Heliport in Indianapolis, Indiana, US

Indianapolis Downtown Heliport is a heliport located in the city center of Indianapolis. The heliport was opened in 1969 as a private use heliport under the name Beeline Heliport and, in 1979, was turned into a public facility operated by the Indianapolis Airport Authority (IAA). In 1983, the FAA picked the heliport to be part of its National Prototype Demonstration Heliport Program, a project launched to illustrate the usefulness and viability of full-service downtown heliports in the United States, and as a result it received considerable funding for improvements and expansion. It currently has one main pad for landing, an apron, and two hangars. IFR approaches are possible.

By the late 2010s, local television stations quit using helicopters, as did the Indianapolis Metropolitan Police Department, leaving Indiana University Health's LifeLine as the only tenant.

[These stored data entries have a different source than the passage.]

//! Panel rendering and time formatting.

use serde::Serialize;
use tokio::time::Instant;

use crate::protocol_constants::{
    MAX_REMOVE_BUTTONS, PROGRESS_BAR_WIDTH, REMOVE_BUTTONS_PER_ROW, UP_NEXT_CHAR_BUDGET,
};
use crate::session::Session;

/// Formats seconds as `MM:SS`, or `H:MM:SS` once there are hours.
pub fn fmt_time(secs: u64) -> String {
    let (m, s) = (secs / 60, secs % 60);
    let (h, m) = (m / 60, m % 60);
    if h > 0 {
        format!("{h}:{m:02}:{s:02}")
    } else {
        format!("{m:02}:{s:02}")
    }
}

/// Formats seconds in Japanese units (`1時間2分3秒`), omitting zero parts.
pub fn fmt_time_jp(secs: u64) -> String {
    let (h, rem) = (secs / 3600, secs % 3600);
    let (m, s) = (rem / 60, rem % 60);
    let mut out = String::new();
    if h > 0 {
        out.push_str(&format!("{h}時間"));
    }
    if m > 0 {
        out.push_str(&format!("{m}分"));
    }
    if s > 0 || out.is_empty() {
        out.push_str(&format!("{s}秒"));
    }
    out
}

/// Draws a `━━⚪──` style bar with the knob at `pos / total`.
pub fn make_bar(pos: u64, total: u64, width: usize) -> String {
    if total == 0 || width == 0 {
        return "─".repeat(width);
    }
    let pos = pos.min(total);
    let index = ((pos as f64 / total as f64) * (width - 1) as f64).round() as usize;
    let index = index.min(width - 1);
    format!("{}⚪{}", "━".repeat(index), "─".repeat(width - index - 1))
}

/// Keycap emoji for 0–10, `[n]` beyond.
pub fn num_emoji(n: usize) -> String {
    const KEYCAPS: [&str; 11] = [
        "0️⃣", "1️⃣", "2️⃣", "3️⃣", "4️⃣", "5️⃣", "6️⃣", "7️⃣", "8️⃣", "9️⃣", "🔟",
    ];
    KEYCAPS
        .get(n)
        .map_or_else(|| format!("[{n}]"), |emoji| (*emoji).to_string())
}

/// A remove button on the panel.
#[derive(Debug, Clone, PartialEq, Eq, Serialize)]
pub struct RemoveButton {
    /// 1-based Up Next index.
    pub index: usize,
    pub label: String,
    /// Row 0 holds the transport controls.
    pub row: usize,
}

/// Platform-neutral description of the queue panel.
#[derive(Debug, Clone, PartialEq, Eq, Serialize)]
#[serde(rename_all = "camelCase")]
pub struct PanelView {
    pub title: String,
    pub now_playing: Option<String>,
    /// `[bar] MM:SS / MM:SS`, only once the track started and its length is known.
    pub progress: Option<String>,
    pub up_next: String,
    pub footer: String,
    pub loop_label: String,
    pub auto_leave_label: String,
    pub remove_buttons: Vec<RemoveButton>,
}

impl PanelView {
    /// Renders the panel from a session snapshot at `now`.
    pub fn render(session: &Session, now: Instant) -> Self {
        let current = session.current();
        let now_playing = current.map(|t| t.title.clone());

        let progress = match (current.and_then(|t| t.duration), session.clock().has_started()) {
            (Some(duration), true) if duration > 0 => {
                let pos = session.position(now);
                Some(format!(
                    "[{}] {} / {}",
                    make_bar(pos, duration, PROGRESS_BAR_WIDTH),
                    fmt_time(pos),
                    fmt_time(duration)
                ))
            }
            _ => None,
        };

        let titles: Vec<&str> = session.up_next().map(|t| t.title.as_str()).collect();
        let up_next = up_next_body(&titles);

        let remove_buttons = (1..=titles.len().min(MAX_REMOVE_BUTTONS))
            .map(|index| RemoveButton {
                index,
                label: format!("🗑 {index}"),
                row: 1 + (index - 1) / REMOVE_BUTTONS_PER_ROW,
            })
            .collect();

        let loop_label = session.loop_mode.label().to_string();
        let auto_leave_label = if session.auto_leave { "ON" } else { "OFF" }.to_string();

        Self {
            title: "🎶 Queue".to_string(),
            now_playing,
            progress,
            up_next,
            footer: format!("Loop: {loop_label} | Auto Leave: {auto_leave_label}"),
            loop_label,
            auto_leave_label,
            remove_buttons,
        }
    }

    /// Renders the panel as plain text (console front-ends, logs).
    pub fn to_text(&self) -> String {
        let mut out = format!("{}\n", self.title);
        match &self.now_playing {
            Some(title) => out.push_str(&format!("▶️ Now Playing: {title}\n")),
            None => out.push_str("Now Playing: Nothing\n"),
        }
        if let Some(progress) = &self.progress {
            out.push_str(progress);
            out.push('\n');
        }
        out.push_str("Up Next\n");
        out.push_str(&self.up_next);
        out.push('\n');
        out.push_str(&self.footer);
        out
    }
}

fn up_next_body(titles: &[&str]) -> String {
    if titles.is_empty() {
        return "Empty".to_string();
    }
    let mut lines = Vec::new();
    let mut chars = 0usize;
    for (i, title) in titles.iter().enumerate() {
        let n = i + 1;
        let line = format!("{} {}", num_emoji(n), title);
        let len = line.chars().count();
        if chars + len + 1 > UP_NEXT_CHAR_BUDGET {
            lines.push(format!("…and **{}** more", titles.len() - n + 1));
            break;
        }
        chars += len + 1;
        lines.push(line);
    }
    lines.join("\n")
}
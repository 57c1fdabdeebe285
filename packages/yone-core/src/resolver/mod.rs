//! Track resolution: turning references and uploads into [`Track`]s.
//!
//! The engine only talks to the [`TrackResolver`] trait. The production
//! implementation, [`YtDlpResolver`], shells out to `yt-dlp`; tests plug in
//! canned resolvers.
//!
//! The free functions here handle the text side of a request: extracting URLs
//! from a query, splitting comma-separated requests, and recognising playlist
//! links.

mod ytdlp;

use std::path::PathBuf;

use async_trait::async_trait;
use reqwest::Url;

pub use ytdlp::YtDlpResolver;

use crate::error::ResolveResult;
use crate::protocol_constants::PLAYLIST_URL_PREFIX;
use crate::track::Track;

/// An uploaded file attached to a play request.
#[derive(Debug, Clone, PartialEq, Eq)]
pub struct Attachment {
    /// Original file name; becomes the track title and decides the staged extension.
    pub filename: String,
    pub source: AttachmentSource,
}

/// Where an attachment's bytes can be fetched from.
#[derive(Debug, Clone, PartialEq, Eq)]
pub enum AttachmentSource {
    /// A downloadable URL (e.g. a chat CDN link).
    Url(String),
    /// A file already on local disk; it is copied, never moved.
    Path(PathBuf),
}

/// Resolves references into playable tracks.
///
/// Implementations may block on network or subprocess I/O; callers run them
/// outside any session critical section.
#[async_trait]
pub trait TrackResolver: Send + Sync {
    /// Resolves a URL or search term. A search yields its first hit; a
    /// non-lazy playlist URL yields every entry.
    async fn resolve(&self, reference: &str) -> ResolveResult<Vec<Track>>;

    /// Lists the entry URLs of a playlist without resolving them.
    async fn playlist_entries(&self, playlist_url: &str) -> ResolveResult<Vec<String>>;

    /// Stages an uploaded file locally and returns a track owning it.
    async fn resolve_attachment(&self, attachment: &Attachment) -> ResolveResult<Track>;
}

// ─────────────────────────────────────────────────────────────────────────────
// Reference Parsing
// ─────────────────────────────────────────────────────────────────────────────

/// Splits a query into the URLs it contains and the remaining free text.
///
/// A URL starts at `http://` or `https://` and runs to the next whitespace.
/// Whatever is left, whitespace-normalised, is the search term.
pub fn parse_urls_and_text(query: &str) -> (Vec<String>, String) {
    let mut urls = Vec::new();
    let mut words = Vec::new();

    for token in query.split_whitespace() {
        let start = [token.find("https://"), token.find("http://")]
            .into_iter()
            .flatten()
            .min();
        match start {
            Some(idx) => {
                if idx > 0 {
                    words.push(&token[..idx]);
                }
                urls.push(token[idx..].to_string());
            }
            None => words.push(token),
        }
    }

    (urls, words.join(" "))
}

/// Splits comma-separated requests, dropping empty pieces.
pub fn split_by_commas(text: &str) -> Vec<String> {
    text.split(',')
        .map(str::trim)
        .filter(|piece| !piece.is_empty())
        .map(str::to_string)
        .collect()
}

/// Returns the `list` query parameter of a URL, if present.
fn playlist_id(url: &str) -> Option<String> {
    let parsed = Url::parse(url).ok()?;
    parsed
        .query_pairs()
        .find(|(key, _)| key == "list")
        .map(|(_, value)| value.into_owned())
}

/// Returns true if the URL carries a `list` query parameter.
pub fn is_playlist_url(url: &str) -> bool {
    playlist_id(url).is_some()
}

/// Rewrites a playlist link (e.g. a watch URL with `&list=`) to the canonical
/// playlist page. Links without a list id are returned unchanged.
pub fn canonical_playlist_url(url: &str) -> String {
    match playlist_id(url) {
        Some(id) if !id.is_empty() => format!("{PLAYLIST_URL_PREFIX}{id}"),
        _ => url.to_string(),
    }
}
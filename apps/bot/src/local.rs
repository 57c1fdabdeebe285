//! Local backend for the console front-end.
//!
//! "Voice" is the machine's speakers: each track is played by an `ffplay`
//! child process, pause and resume stop and continue that process, and
//! channel messages are printed to stdout.

use std::process::Stdio;
use std::sync::atomic::{AtomicBool, AtomicU64, Ordering};
use std::sync::Arc;
use std::time::Duration;

use async_trait::async_trait;
use parking_lot::Mutex;
use tokio::process::Command;
use tokio_util::sync::CancellationToken;
use yone_core::{
    ArtifactHandle, ChannelId, ChannelSink, DisplayResult, GuildId, LinkClosed, PanelView,
    PlaybackCompletion, PlaybackEnd, StartOptions, TaskSpawner, TokioSpawner, TrackSummary,
    TransportError, TransportHandle, TransportResult, VoiceConnection, VoiceGateway, VoiceLink,
};

// ─────────────────────────────────────────────────────────────────────────────
// Gateway
// ─────────────────────────────────────────────────────────────────────────────

/// Hands out [`FfplayTransport`]s.
pub struct LocalGateway {
    player_path: String,
    spawner: TokioSpawner,
}

impl LocalGateway {
    pub fn new(player_path: impl Into<String>, spawner: TokioSpawner) -> Arc<Self> {
        Arc::new(Self {
            player_path: player_path.into(),
            spawner,
        })
    }
}

#[async_trait]
impl VoiceGateway for LocalGateway {
    async fn connect(&self, guild: GuildId, channel: ChannelId) -> TransportResult<VoiceConnection> {
        log::info!("[Local] Guild {} joined local channel {}", guild, channel);
        Ok(VoiceConnection {
            handle: Arc::new(FfplayTransport::new(
                self.player_path.clone(),
                channel,
                self.spawner.clone(),
            )),
            link: Box::new(LocalLink),
        })
    }
}

/// A link that never drops; there is no socket behind the local speakers.
struct LocalLink;

#[async_trait]
impl VoiceLink for LocalLink {
    async fn closed(&mut self) -> LinkClosed {
        std::future::pending().await
    }

    async fn potential_reconnect(&mut self) -> bool {
        true
    }

    async fn reconnect(&mut self) -> TransportResult<()> {
        Ok(())
    }

    async fn disconnect(&mut self) {}
}

// ─────────────────────────────────────────────────────────────────────────────
// Transport
// ─────────────────────────────────────────────────────────────────────────────

struct Playback {
    id: u64,
    pid: Option<u32>,
    paused: bool,
    stop: CancellationToken,
}

/// Plays tracks through an `ffplay` child process.
pub struct FfplayTransport {
    player_path: String,
    spawner: TokioSpawner,
    channel: Mutex<Option<ChannelId>>,
    connected: AtomicBool,
    current: Arc<Mutex<Option<Playback>>>,
    next_id: AtomicU64,
}

impl FfplayTransport {
    pub fn new(player_path: String, channel: ChannelId, spawner: TokioSpawner) -> Self {
        Self {
            player_path,
            spawner,
            channel: Mutex::new(Some(channel)),
            connected: AtomicBool::new(true),
            current: Arc::new(Mutex::new(None)),
            next_id: AtomicU64::new(1),
        }
    }

    fn command(&self, track: &TrackSummary, options: &StartOptions) -> Command {
        let mut cmd = Command::new(&self.player_path);
        cmd.args(["-nodisp", "-autoexit", "-loglevel", "error"])
            .args(options.before_args())
            .arg("-i")
            .arg(&track.locator)
            .args(options.output_args())
            .stdin(Stdio::null())
            .stdout(Stdio::null())
            .stderr(Stdio::null())
            .kill_on_drop(true);
        cmd
    }

    /// Stops or continues the playing process. Returns false if nothing changed.
    fn signal_current(&self, paused: bool) -> bool {
        let mut current = self.current.lock();
        let Some(playback) = current.as_mut() else {
            return false;
        };
        if playback.paused == paused {
            return false;
        }
        let Some(pid) = playback.pid else {
            return false;
        };
        if !send_stop_signal(pid, paused) {
            return false;
        }
        playback.paused = paused;
        true
    }
}

#[cfg(unix)]
fn send_stop_signal(pid: u32, stop: bool) -> bool {
    let signal = if stop { libc::SIGSTOP } else { libc::SIGCONT };
    // SAFETY: kill(2) has no memory-safety preconditions; the pid belongs to our own child.
    unsafe { libc::kill(pid as libc::pid_t, signal) == 0 }
}

#[cfg(not(unix))]
fn send_stop_signal(_pid: u32, _stop: bool) -> bool {
    false
}

#[async_trait]
impl TransportHandle for FfplayTransport {
    fn channel(&self) -> Option<ChannelId> {
        *self.channel.lock()
    }

    fn is_connected(&self) -> bool {
        self.connected.load(Ordering::SeqCst)
    }

    fn is_playing(&self) -> bool {
        self.current.lock().as_ref().is_some_and(|p| !p.paused)
    }

    fn is_paused(&self) -> bool {
        self.current.lock().as_ref().is_some_and(|p| p.paused)
    }

    fn play(&self, track: &TrackSummary, options: &StartOptions) -> TransportResult<PlaybackCompletion> {
        if !self.is_connected() {
            return Err(TransportError::NotConnected);
        }
        self.stop();

        let mut child = self.command(track, options).spawn().map_err(|e| {
            if e.kind() == std::io::ErrorKind::NotFound {
                TransportError::DecoderMissing(self.player_path.clone())
            } else {
                TransportError::Playback(e.to_string())
            }
        })?;

        let id = self.next_id.fetch_add(1, Ordering::SeqCst);
        let stop = CancellationToken::new();
        *self.current.lock() = Some(Playback {
            id,
            pid: child.id(),
            paused: false,
            stop: stop.clone(),
        });
        log::debug!("[Local] Playing '{}' (pid {:?})", track.title, child.id());

        let (notifier, completion) = PlaybackCompletion::channel();
        let current = Arc::clone(&self.current);
        self.spawner.spawn(async move {
            let end = tokio::select! {
                _ = stop.cancelled() => {
                    if let Err(e) = child.kill().await {
                        log::debug!("[Local] Failed to kill player: {}", e);
                    }
                    PlaybackEnd::Stopped
                }
                status = child.wait() => match status {
                    Ok(status) if status.success() => PlaybackEnd::Finished,
                    Ok(status) => PlaybackEnd::Failed(format!("player exited with {status}")),
                    Err(e) => PlaybackEnd::Failed(e.to_string()),
                },
            };
            {
                let mut current = current.lock();
                if current.as_ref().is_some_and(|p| p.id == id) {
                    *current = None;
                }
            }
            notifier.notify(end);
        });
        Ok(completion)
    }

    fn stop(&self) {
        if let Some(playback) = self.current.lock().take() {
            if playback.paused {
                if let Some(pid) = playback.pid {
                    send_stop_signal(pid, false);
                }
            }
            playback.stop.cancel();
        }
    }

    fn pause(&self) -> bool {
        self.signal_current(true)
    }

    fn resume(&self) -> bool {
        self.signal_current(false)
    }

    async fn move_to(&self, channel: ChannelId) -> TransportResult<()> {
        *self.channel.lock() = Some(channel);
        Ok(())
    }

    async fn disconnect(&self) {
        if self.connected.swap(false, Ordering::SeqCst) {
            self.stop();
            log::info!("[Local] Left local channel");
        }
    }
}

// ─────────────────────────────────────────────────────────────────────────────
// Console channel
// ─────────────────────────────────────────────────────────────────────────────

/// Prints panels and notices to stdout.
///
/// Progress-only edits are suppressed so the terminal is not redrawn every tick.
#[derive(Default)]
pub struct ConsoleChannel {
    next_id: AtomicU64,
    last_shown: Mutex<Option<PanelView>>,
}

impl ConsoleChannel {
    fn print_panel(&self, view: &PanelView) {
        println!("\n{}\n", view.to_text());
        *self.last_shown.lock() = Some(view.clone());
    }

    fn differs_beyond_progress(&self, view: &PanelView) -> bool {
        match self.last_shown.lock().as_ref() {
            Some(last) => {
                last.now_playing != view.now_playing
                    || last.up_next != view.up_next
                    || last.footer != view.footer
            }
            None => true,
        }
    }
}

#[async_trait]
impl ChannelSink for ConsoleChannel {
    async fn send_panel(&self, view: &PanelView) -> DisplayResult<ArtifactHandle> {
        self.print_panel(view);
        Ok(ArtifactHandle(self.next_id.fetch_add(1, Ordering::SeqCst)))
    }

    async fn edit_panel(&self, _handle: ArtifactHandle, view: &PanelView) -> DisplayResult<()> {
        if self.differs_beyond_progress(view) {
            self.print_panel(view);
        }
        Ok(())
    }

    async fn delete(&self, _handle: ArtifactHandle) -> DisplayResult<()> {
        *self.last_shown.lock() = None;
        Ok(())
    }

    async fn notify(&self, text: &str, _ttl: Option<Duration>) -> DisplayResult<()> {
        println!("» {text}");
        Ok(())
    }
}
//! Simulation kernel for the cadence discrete-event runtime.
//!
//! The kernel owns the pending-event list and the simulation clock. It
//! advances logical time by repeatedly executing the earliest pending
//! event, bounded by a run-until time, between the warmup and
//! end-replication markers it schedules itself. Models talk to the
//! kernel through cloneable [`Simulator`] handles; outside collaborators
//! observe it through the bus events it publishes.

#![deny(missing_docs)]
#![deny(rustdoc::broken_intra_doc_links)]
#![forbid(unsafe_code)]

pub mod error;
pub mod events;
pub mod model;
pub mod replication;
pub mod simulator;

pub use error::{ReplicationError, SimulatorError};
pub use events::{
    END_REPLICATION_EVENT, EVENTLIST_CHANGED_EVENT, START_EVENT, STOP_EVENT, TIME_CHANGED_EVENT,
    WARMUP_EVENT,
};
pub use model::{Model, ModelRef, OutputStatistics, SimulationStatistic, StatisticRef};
pub use replication::Replication;
pub use simulator::{ErrorStrategy, RunState, Simulator};
//! Determinism: two runs with the same seed produce identical event
//! traces, timestamps included.

use std::sync::{Arc, Mutex};

use rand::{Rng, SeedableRng};
use rand_chacha::ChaCha8Rng;

use cadence_core::{EventError, Seconds, SimTime};
use cadence_engine::{Model, ModelRef, OutputStatistics, Replication, RunState, Simulator};

type Trace = Arc<Mutex<Vec<String>>>;

struct PumpModel {
    simulator: Simulator<Seconds>,
    statistics: OutputStatistics<Seconds>,
    rng: Arc<Mutex<ChaCha8Rng>>,
    trace: Trace,
}

impl Model<Seconds> for PumpModel {
    fn construct_model(&mut self) -> Result<(), EventError> {
        pump(&self.simulator, &self.rng, &self.trace)
    }
    fn simulator(&self) -> &Simulator<Seconds> {
        &self.simulator
    }
    fn output_statistics(&mut self) -> &mut OutputStatistics<Seconds> {
        &mut self.statistics
    }
}

/// Schedule the next event of a self-perpetuating random chain: a
/// random delay, a random payload value, and a reschedule on firing.
fn pump(
    simulator: &Simulator<Seconds>,
    rng: &Arc<Mutex<ChaCha8Rng>>,
    trace: &Trace,
) -> Result<(), EventError> {
    let delay = rng.lock().unwrap().gen_range(0.25..2.0);
    let value: u32 = rng.lock().unwrap().gen_range(0..1_000_000);

    let sim = simulator.clone();
    let rng = Arc::clone(rng);
    let trace_ref = Arc::clone(trace);
    simulator
        .schedule_rel(delay, move || {
            trace_ref
                .lock()
                .unwrap()
                .push(format!("{:.12}:{value}", sim.sim_time()));
            pump(&sim, &rng, &trace_ref)
        })
        .map_err(|e| EventError::failed(e.to_string()))?;
    Ok(())
}

fn run_once(seed: u64) -> Vec<String> {
    let simulator = Simulator::new("determinism");
    let trace: Trace = Arc::new(Mutex::new(Vec::new()));
    let model: ModelRef<Seconds> = Arc::new(Mutex::new(PumpModel {
        simulator: simulator.clone(),
        statistics: OutputStatistics::new(),
        rng: Arc::new(Mutex::new(ChaCha8Rng::seed_from_u64(seed))),
        trace: Arc::clone(&trace),
    }));
    let replication = Replication::new(
        "rep",
        Seconds::ZERO,
        Seconds::ZERO,
        Seconds::new(200.0),
    )
    .unwrap();

    simulator.initialize(model, replication).unwrap();
    simulator.start().unwrap();
    assert_eq!(simulator.run_state(), RunState::Ended);

    let guard = trace.lock().unwrap();
    guard.clone()
}

#[test]
fn identical_seeds_produce_identical_traces() {
    let a = run_once(42);
    let b = run_once(42);
    assert!(a.len() > 50, "chain should fire many times, got {}", a.len());
    assert_eq!(a, b);
}

#[test]
fn different_seeds_diverge() {
    let a = run_once(1);
    let b = run_once(2);
    assert_ne!(a, b);
}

In mid-2020, the IAA submitted a request to the city of Indianapolis to approve the closing of the heliport, stating that the financial burden of operating the facility was greater than the public value derived from it. In December of that year, the IAA made a formal request to the Federal Aviation Administration for the closure. The IAA is working with the last tenant of the helipad, Indiana University Health's LifeLine, to find a new location for LifeLine's helicopters. Upon closure, the 5 acre site will be sold for commercial development.